→ ACTIVITY
Only lines holding "unwrap" are wanted; copy each of them from the records below.

Records excerpted from a collection
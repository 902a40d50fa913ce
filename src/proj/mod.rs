pub mod batch;
pub mod rijksdriehoek;
pub mod terms;
pub mod units;

pub use batch::{transform_points, Direction};

use crate::error::ProjError;

/// Trait for named map projections supporting forward and inverse transforms.
///
/// Implementations pass their own unit contract through unchanged; for
/// [`rijksdriehoek::Rijksdriehoek`] that is radians in, degrees out.
pub trait Projection: Send + Sync {
    /// Name the projection is registered under.
    fn name(&self) -> &'static str;

    /// Forward: (lon_rad, lat_rad) -> (easting, northing)
    fn forward(&self, lon: f64, lat: f64) -> Result<(f64, f64), ProjError>;

    /// Inverse: (easting, northing) -> (lon, lat)
    fn inverse(&self, x: f64, y: f64) -> Result<(f64, f64), ProjError>;

    /// Batch forward transform (default: loop).
    fn forward_batch(&self, coords: &mut [(f64, f64)]) -> Result<(), ProjError> {
        for c in coords.iter_mut() {
            *c = self.forward(c.0, c.1)?;
        }
        Ok(())
    }

    /// Batch inverse transform.
    fn inverse_batch(&self, coords: &mut [(f64, f64)]) -> Result<(), ProjError> {
        for c in coords.iter_mut() {
            *c = self.inverse(c.0, c.1)?;
        }
        Ok(())
    }
}

#[cfg(test)]
mod tests {
    use super::rijksdriehoek::{self, Rijksdriehoek};
    use super::*;

    #[test]
    fn test_forward_batch_matches_single() {
        let proj = Rijksdriehoek;
        let input = [(0.085, 0.914), (0.094, 0.910), (0.105, 0.925)];
        let mut coords = input.to_vec();
        proj.forward_batch(&mut coords).unwrap();
        for (&(lon, lat), &out) in input.iter().zip(&coords) {
            assert_eq!(out, rijksdriehoek::forward(lon, lat));
        }
    }

    #[test]
    fn test_inverse_batch_matches_single() {
        let proj = Rijksdriehoek;
        let input = [(155_000.0, 463_000.0), (120_700.723, 487_525.501)];
        let mut coords = input.to_vec();
        proj.inverse_batch(&mut coords).unwrap();
        for (&(x, y), &out) in input.iter().zip(&coords) {
            assert_eq!(out, rijksdriehoek::inverse(x, y));
        }
    }

    #[test]
    fn test_usable_as_trait_object() {
        let proj: Box<dyn Projection> = Box::new(Rijksdriehoek::new());
        assert_eq!(proj.name(), Rijksdriehoek::NAME);
        let mut empty: Vec<(f64, f64)> = Vec::new();
        proj.forward_batch(&mut empty).unwrap();
        assert!(empty.is_empty());
    }
}
//! Transforms over parallel coordinate slices.

use std::fmt;
use std::str::FromStr;

use crate::error::ProjError;
use crate::proj::Projection;

/// Which way a batch goes through a [`Projection`].
#[derive(Clone, Copy, Debug, PartialEq, Eq)]
pub enum Direction {
    /// geographic (radians) → planar
    Forward,
    /// planar → geographic
    Inverse,
}

impl fmt::Display for Direction {
    fn fmt(&self, f: &mut fmt::Formatter<'_>) -> fmt::Result {
        match self {
            Direction::Forward => f.write_str("forward"),
            Direction::Inverse => f.write_str("inverse"),
        }
    }
}

impl FromStr for Direction {
    type Err = ProjError;

    fn from_str(s: &str) -> Result<Self, Self::Err> {
        match s.to_lowercase().as_str() {
            "forward" => Ok(Direction::Forward),
            "inverse" => Ok(Direction::Inverse),
            _ => Err(ProjError::UnknownDirection(s.to_string())),
        }
    }
}

/// Transform two parallel coordinate slices through `proj`.
///
/// Returns new `(first, second)` vectors in the output units of the chosen
/// direction.
pub fn transform_points(
    proj: &dyn Projection,
    x: &[f64],
    y: &[f64],
    direction: Direction,
) -> Result<(Vec<f64>, Vec<f64>), ProjError> {
    if x.len() != y.len() {
        return Err(ProjError::LengthMismatch {
            x: x.len(),
            y: y.len(),
        });
    }

    tracing::debug!(
        projection = proj.name(),
        %direction,
        points = x.len(),
        "transforming points"
    );

    let mut coords: Vec<(f64, f64)> = x.iter().copied().zip(y.iter().copied()).collect();
    match direction {
        Direction::Forward => proj.forward_batch(&mut coords)?,
        Direction::Inverse => proj.inverse_batch(&mut coords)?,
    }
    Ok(coords.into_iter().unzip())
}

→ RESPONSE TO THE TASK
        proj.forward_batch(&mut coords).unwrap();
        proj.inverse_batch(&mut coords).unwrap();
        proj.forward_batch(&mut empty).unwrap();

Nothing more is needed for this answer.